The future of Domaine de L'Aubraine is tied to the deepening of Caroline and Thibaut's relationship with their five hectares — the continued organic and biodynamic cultivation of En l'Aubraine, Sur le Four, and La Guigne, the maturation of their young vines into old vines, the refinement of their horse-ploughed precision, the development of the Vigne de Demain agroforestry project, and the strengthening of their position in the natural wine markets of France, Europe, and beyond. The En l'Aubraine will continue to express the fresh, chalky purity of the young-vine monopole. The Sur le Four will continue to demonstrate what 1980s vines on manganese soil can achieve. The Vigne de Bassy will continue to marry the two into a harmonious whole. And the MMXXIII will continue to test the boundaries of what macerated Chardonnay from the Mâconnais can become.
In an age of industrial wine production, of chemical agriculture and cooperative homogenisation, Domaine de L'Aubraine stands as a compelling alternative — not because it rejects the Mâconnais but because it has embraced a different Mâconnais, one that values horse labour over tractor efficiency, organic farming over chemical convenience, indigenous yeasts over laboratory inoculation, old barrels over new-oak toast, individual parcels over blended anonymity, peasant scale over corporate expansion, and the specific voice of Saint-Gengoux-de-Scissé over the standardised replication of a global style. Caroline and Thibaut Pariset are not merely making wine; they are making a space — a space where a forester and a horsewoman can become vignerons, where a cooperative village can produce independent wine, where three Comtois horses can plough a monopole, and where the northern Mâconnais can produce wines that are as pure, as precise, and as unforgettable as the chalky limestone from which they come. The 2013 horse-ploughing service, the 2019 founding, the 2020 beaten-earth cellar, the 2023 MMXXIII prototype, the 1965 Pinot Noir vines, the biodynamic practice, the only independent estate in the village, and the name that has meant peasant Burgundy for five years: all united in one bottle, one estate, one unanswerable argument for the possibility of authentic, place-specific, heritage-rooted, creatively evolving artisan wine in the northern Mâconnais.

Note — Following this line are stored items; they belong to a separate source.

//! Credential persistence boundary
//!
//! Sessions resume without repeating the initial handshake by persisting
//! opaque auth state between runs. The orchestrator only needs `load` and
//! `save`; what the material contains is the transport's business.

use serde::{Deserialize, Serialize};

use crate::error::Result;
use crate::types::identifiers::SessionId;

mod file;
mod memory;

pub use file::FileCredentialStore;
pub use memory::MemoryCredentialStore;

/// Opaque per-session authentication state
#[derive(Debug, Clone, Default, Serialize, Deserialize)]
pub struct AuthState {
    /// Whether the account has completed its initial handshake
    ///
    /// Pairing codes are only requested while this is `false`.
    pub registered: bool,
    /// Credential material, opaque to the orchestrator
    #[serde(default)]
    pub material: serde_json::Value,
}

/// Store for per-session credential material
pub trait CredentialStore: Send + Sync + 'static {
    /// Load the auth state for a session
    ///
    /// Returns a fresh unregistered state when nothing has been persisted
    /// for the id yet.
    ///
    /// # Errors
    /// Returns error if persisted state exists but cannot be read
    fn load(
        &self,
        session_id: &SessionId,
    ) -> impl std::future::Future<Output = Result<AuthState>> + Send;

    /// Persist the auth state for a session
    ///
    /// # Errors
    /// Returns error if the state cannot be written
    fn save(
        &self,
        session_id: &SessionId,
        state: &AuthState,
    ) -> impl std::future::Future<Output = Result<()>> + Send;
}
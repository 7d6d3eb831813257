//! Execute jobs on a pool of worker threads whose shutdown is observable.
//!
//! A thread pool contains a set of previously spawned threads enabling
//! running jobs in parallel without having to spawn a new thread for each
//! job. Beyond the usual submission surface, every pool in this crate binds
//! its lifecycle to a [`CloseFuture`]: a small state machine (`Open`,
//! `Closing`, `Closed`) that observers can poll, block on with or without a
//! timeout, or subscribe to with listeners, so components learn about
//! termination without having to park a thread on a blocking wait.
//!
//! Two shutdown disciplines are supported. A graceful close
//! ([`Executor::close`] with `immediate == false`) stops intake, lets the
//! queue drain and running jobs finish; an immediate close abandons
//! queued-but-unstarted jobs and stops the workers as soon as their current
//! job ends. In both cases the bound close future reaches `Closed` exactly
//! when the last worker has exited, never earlier.
//!
//! When a pool is shared between components that must not be able to shut
//! it down, wrap it with [`protect`]: the resulting handle forwards work to
//! the pool but resolves close requests against its own close future,
//! leaving the pool untouched.
//!
//! Worker threads are created through a [`ThreadFactory`], which names them
//! `<pool>-thread-<n>` with a per-pool counter, leaves them detached so
//! they never block process exit, and can route the actual spawn through a
//! privileged hook on hosts that require one.
//!
//! Pools are configured through [`Builder`]: core and maximum sizes,
//! keep-alive for excess idle threads, queue capacity (unbounded, bounded,
//! or zero for direct handoff) and a pluggable [`RejectionPolicy`] whose
//! default runs rejected jobs on the submitting thread rather than dropping
//! them. The [`fixed_size`](ThreadPool::fixed_size),
//! [`single_thread`](ThreadPool::single_thread) and
//! [`cached`](ThreadPool::cached) constructors preconfigure the common
//! shapes.

#![deny(missing_docs, missing_debug_implementations)]

mod close;
mod error;
mod executor;
mod factory;
mod job;
mod protect;
mod state;
mod thread_pool;

pub use close::{CloseFuture, CloseListener, CloseState, WaitOutcome};
pub use error::{JobError, SubmitError};
pub use executor::{Executor, ExecutorExt};
pub use factory::{PrivilegedSpawn, SpawnOp, ThreadFactory};
pub use job::{Job, JobHandle};
pub use protect::{protect, Protected};
pub use thread_pool::{Abort, Builder, CallerRuns, RejectionPolicy, ThreadPool};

Caroline and Thibaut are not investors who bought a vineyard; they are workers who built one. They arrived at wine through soil — through the daily labour of ploughing with horses, rebuilding walls, and harvesting by hand. Their identity is rooted in the peasant tradition of the Mâconnais: small scale, self-financing, organic from the start, and absolutely independent. The peasant vigneron does not chase grand cru prestige; she chases sincerity. Every bottle is bottled by hand. Every vine is ploughed by horse. Every wine is the product of physical labour rather than capital.

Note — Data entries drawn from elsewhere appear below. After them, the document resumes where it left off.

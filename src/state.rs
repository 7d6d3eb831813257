use std::sync::atomic::AtomicUsize;
use std::sync::atomic::Ordering::SeqCst;

pub struct AtomicState {
    atomic: AtomicUsize,
}

#[derive(Copy, Clone, Eq, PartialEq)]
pub struct State {
    state: usize,
}

#[derive(Debug, Copy, Clone, Eq, PartialEq, Ord, PartialOrd)]
pub enum Lifecycle {
    // Accept new jobs and process queued jobs. The graceful-close phase
    // (don't accept, keep draining) is not a lifecycle value; it is tracked
    // by the work queue being closed while the lifecycle is still `Running`.
    Running    = 0,
    // Don't accept new jobs, don't process queued jobs
    Stop       = 1,
    // All workers exited; the thread that made this transition runs the
    // termination bookkeeping
    Tidying    = 2,
    // Termination bookkeeping completed; the bound close future is set
    Terminated = 3,
}

const LIFECYCLE_BITS: usize = 3;
const LIFECYCLE_MASK: usize = 7;
pub const CAPACITY: usize = (1 << (32 - 3)) - 1;

// ===== impl AtomicState =====

impl AtomicState {
    pub fn new(lifecycle: Lifecycle) -> AtomicState {
        let i = State::of(lifecycle).as_usize();

        AtomicState {
            atomic: AtomicUsize::new(i),
        }
    }

    pub fn load(&self) -> State {
        let num = self.atomic.load(SeqCst);
        State::load(num)
    }

    fn compare_and_swap(&self, expect: State, val: State) -> State {
        let actual = match self
            .atomic
            .compare_exchange(expect.as_usize(), val.as_usize(), SeqCst, SeqCst)
        {
            Ok(prev) => prev,
            Err(prev) => prev,
        };
        State::load(actual)
    }

    pub fn compare_and_inc_worker_count(&self, expect: State) -> Result<State, State> {
        let expect_usize = expect.as_usize();
        let next_usize = expect_usize + (1 << LIFECYCLE_BITS);

        match self
            .atomic
            .compare_exchange(expect_usize, next_usize, SeqCst, SeqCst)
        {
            Ok(_) => Ok(expect),
            Err(actual) => Err(State::load(actual)),
        }
    }

    pub fn compare_and_dec_worker_count(&self, expect: State) -> bool {
        if expect.worker_count() == 0 {
            panic!("worker count underflow");
        }

        let num = expect.as_usize();
        self.atomic
            .compare_exchange(num, num - (1 << LIFECYCLE_BITS), SeqCst, SeqCst)
            .is_ok()
    }

    /// Decrement the worker count, returning the previous state.
    pub fn fetch_dec_worker_count(&self) -> State {
        let prev = self.atomic.fetch_sub(1 << LIFECYCLE_BITS, SeqCst);
        State::load(prev)
    }

    pub fn try_transition_to_stop(&self) -> bool {
        let mut state = self.load();

        loop {
            if state.lifecycle() >= Lifecycle::Stop {
                return false;
            }

            let next = state.with_lifecycle(Lifecycle::Stop);
            let actual = self.compare_and_swap(state, next);

            if state == actual {
                return true;
            }

            state = actual;
        }
    }

    /// Attempt to transition the state to `Tidying`
    ///
    /// If the state is currently before `Tidying`, then the transition will
    /// succeed. A successful transition grants the caller a lock to clean up
    /// the pool state. Only the caller should transfer to `Terminated`.
    pub fn try_transition_to_tidying(&self) -> bool {
        let mut state = self.load();

        loop {
            if state.lifecycle() >= Lifecycle::Tidying {
                return false;
            }

            let next = state.with_lifecycle(Lifecycle::Tidying);
            let actual = self.compare_and_swap(state, next);

            if state == actual {
                return true;
            }

            state = actual;
        }
    }

    pub fn transition_to_terminated(&self) {
        let mut state = self.load();

        loop {
            if state.lifecycle() != Lifecycle::Tidying {
                panic!("terminated without passing through tidying");
            }

            let next = state.with_lifecycle(Lifecycle::Terminated);
            let actual = self.compare_and_swap(state, next);

            if state == actual {
                return;
            }

            state = actual;
        }
    }
}

// ===== impl State =====

impl State {
    fn load(num: usize) -> State {
        State { state: num }
    }

    fn of(lifecycle: Lifecycle) -> State {
        State { state: lifecycle as usize }
    }

    pub fn lifecycle(&self) -> Lifecycle {
        Lifecycle::from_usize(self.state & LIFECYCLE_MASK)
    }

    fn with_lifecycle(&self, lifecycle: Lifecycle) -> State {
        let state = self.state & !LIFECYCLE_MASK | lifecycle as usize;
        State { state }
    }

    pub fn worker_count(&self) -> usize {
        self.state >> LIFECYCLE_BITS
    }

    fn as_usize(&self) -> usize {
        self.state
    }
}

// ===== impl Lifecycle =====

impl Lifecycle {
    fn from_usize(val: usize) -> Lifecycle {
        use self::Lifecycle::*;

        match val {
            0 => Running,
            1 => Stop,
            2 => Tidying,
            3 => Terminated,
            _ => panic!("unexpected state value"),
        }
    }
}
use closeable_pool::{CloseFuture, CloseListener, CloseState, WaitOutcome};

use std::sync::atomic::AtomicUsize;
use std::sync::atomic::Ordering::SeqCst;
use std::sync::{Arc, Mutex};
use std::thread;
use std::time::Duration;

fn listener<F: Fn() + Send + Sync + 'static>(f: F) -> CloseListener {
    Arc::new(f)
}

#[test]
fn starts_open() {
    let future = CloseFuture::new();

    assert_eq!(CloseState::Open, future.state());
    assert!(!future.is_closed());
    assert!(!future.is_closing());
}

#[test]
fn request_close_moves_to_closing() {
    let future = CloseFuture::new();

    future.request_close();

    assert_eq!(CloseState::Closing, future.state());
    assert!(future.is_closing());
    assert!(!future.is_closed());

    // Closing never moves back
    future.request_close();
    assert_eq!(CloseState::Closing, future.state());
}

#[test]
fn listeners_notified_in_registration_order() {
    let future = CloseFuture::new();
    let order = Arc::new(Mutex::new(Vec::new()));

    for i in 0..3 {
        let order = order.clone();
        future.add_listener(&listener(move || order.lock().unwrap().push(i)));
    }

    future.set_closed();

    assert_eq!(vec![0, 1, 2], *order.lock().unwrap());

    // A listener registered after the close is notified immediately
    let order2 = order.clone();
    future.add_listener(&listener(move || order2.lock().unwrap().push(3)));

    assert_eq!(vec![0, 1, 2, 3], *order.lock().unwrap());
}

#[test]
fn duplicate_listener_ignored_by_identity() {
    let future = CloseFuture::new();
    let fired = Arc::new(AtomicUsize::new(0));

    let l = {
        let fired = fired.clone();
        listener(move || {
            fired.fetch_add(1, SeqCst);
        })
    };

    future.add_listener(&l);
    future.add_listener(&l);
    future.set_closed();

    assert_eq!(1, fired.load(SeqCst));
}

#[test]
fn remove_listener_matches_identity() {
    let future = CloseFuture::new();
    let fired = Arc::new(AtomicUsize::new(0));

    let keep = {
        let fired = fired.clone();
        listener(move || {
            fired.fetch_add(1, SeqCst);
        })
    };
    let drop_me = {
        let fired = fired.clone();
        listener(move || {
            fired.fetch_add(10, SeqCst);
        })
    };

    future.add_listener(&keep);
    future.add_listener(&drop_me);
    future.remove_listener(&drop_me);
    future.set_closed();

    assert_eq!(1, fired.load(SeqCst));

    // Removing after notification is a harmless no-op
    future.remove_listener(&keep);
}

#[test]
fn set_closed_is_idempotent() {
    let future = CloseFuture::new();
    let fired = Arc::new(AtomicUsize::new(0));

    {
        let fired = fired.clone();
        future.add_listener(&listener(move || {
            fired.fetch_add(1, SeqCst);
        }));
    }

    assert!(future.set_closed());
    assert!(!future.set_closed());

    assert_eq!(1, fired.load(SeqCst));
    assert_eq!(CloseState::Closed, future.state());
}

#[test]
fn concurrent_set_closed_transitions_once() {
    let future = CloseFuture::new();
    let transitions = Arc::new(AtomicUsize::new(0));
    let fired = Arc::new(AtomicUsize::new(0));

    {
        let fired = fired.clone();
        future.add_listener(&listener(move || {
            fired.fetch_add(1, SeqCst);
        }));
    }

    let mut threads = Vec::new();

    for _ in 0..8 {
        let future = future.clone();
        let transitions = transitions.clone();

        threads.push(thread::spawn(move || {
            if future.set_closed() {
                transitions.fetch_add(1, SeqCst);
            }
            assert!(future.is_closed());
        }));
    }

    for t in threads {
        t.join().unwrap();
    }

    assert_eq!(1, transitions.load(SeqCst));
    assert_eq!(1, fired.load(SeqCst));
}

#[test]
fn waiters_are_released() {
    let future = CloseFuture::new();

    let waiter = {
        let future = future.clone();
        thread::spawn(move || future.await_closed())
    };

    // Give the waiter a chance to block
    thread::sleep(Duration::from_millis(50));
    future.set_closed();

    assert_eq!(WaitOutcome::Closed, waiter.join().unwrap());

    // A waiter arriving after the close does not block
    assert_eq!(WaitOutcome::AlreadyClosed, future.await_closed());
}

#[test]
fn timed_wait_outcomes() {
    let future = CloseFuture::new();

    assert_eq!(
        WaitOutcome::TimedOut,
        future.await_closed_timeout(Duration::from_millis(50))
    );

    // Zero timeout checks state without blocking
    assert_eq!(
        WaitOutcome::TimedOut,
        future.await_closed_timeout(Duration::from_millis(0))
    );

    let waiter = {
        let future = future.clone();
        thread::spawn(move || future.await_closed_timeout(Duration::from_secs(5)))
    };

    thread::sleep(Duration::from_millis(50));
    future.set_closed();

    assert_eq!(WaitOutcome::Closed, waiter.join().unwrap());
    assert_eq!(
        WaitOutcome::AlreadyClosed,
        future.await_closed_timeout(Duration::from_secs(5))
    );
}

#[test]
fn listener_panic_does_not_stop_others() {
    let future = CloseFuture::new();
    let fired = Arc::new(AtomicUsize::new(0));

    future.add_listener(&listener(|| panic!("listener failure")));

    {
        let fired = fired.clone();
        future.add_listener(&listener(move || {
            fired.fetch_add(1, SeqCst);
        }));
    }

    assert!(future.set_closed());
    assert_eq!(1, fired.load(SeqCst));
    assert!(future.is_closed());
}

#[test]
fn listener_may_reenter_the_future() {
    let future = CloseFuture::new();
    let fired = Arc::new(AtomicUsize::new(0));

    {
        let future2 = future.clone();
        let fired = fired.clone();

        future.add_listener(&listener(move || {
            // Runs with the future already closed; registering here must
            // notify immediately instead of deadlocking
            let fired = fired.clone();
            future2.add_listener(&listener(move || {
                fired.fetch_add(1, SeqCst);
            }));
            assert!(future2.is_closed());
        }));
    }

    future.set_closed();

    assert_eq!(1, fired.load(SeqCst));
}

Saint-Gengoux-de-Scissé is a cooperative village — always has been. The Cave de Lugny dominates so completely that the Parisets refuse to use the Mâcon-Lugny appellation, bottling as Mâcon-Villages to avoid the association. Being the only independent vigneron in a village of 600 means isolation, visibility, and constant questioning. The Parisets have accepted this as the price of sincerity. The cooperative defiance is not merely commercial; it is political — a proof that another method of production is possible even in the most unlikely places. As they say: "We are the only independent vignerons in our village. We had to prove that one could succeed by working differently."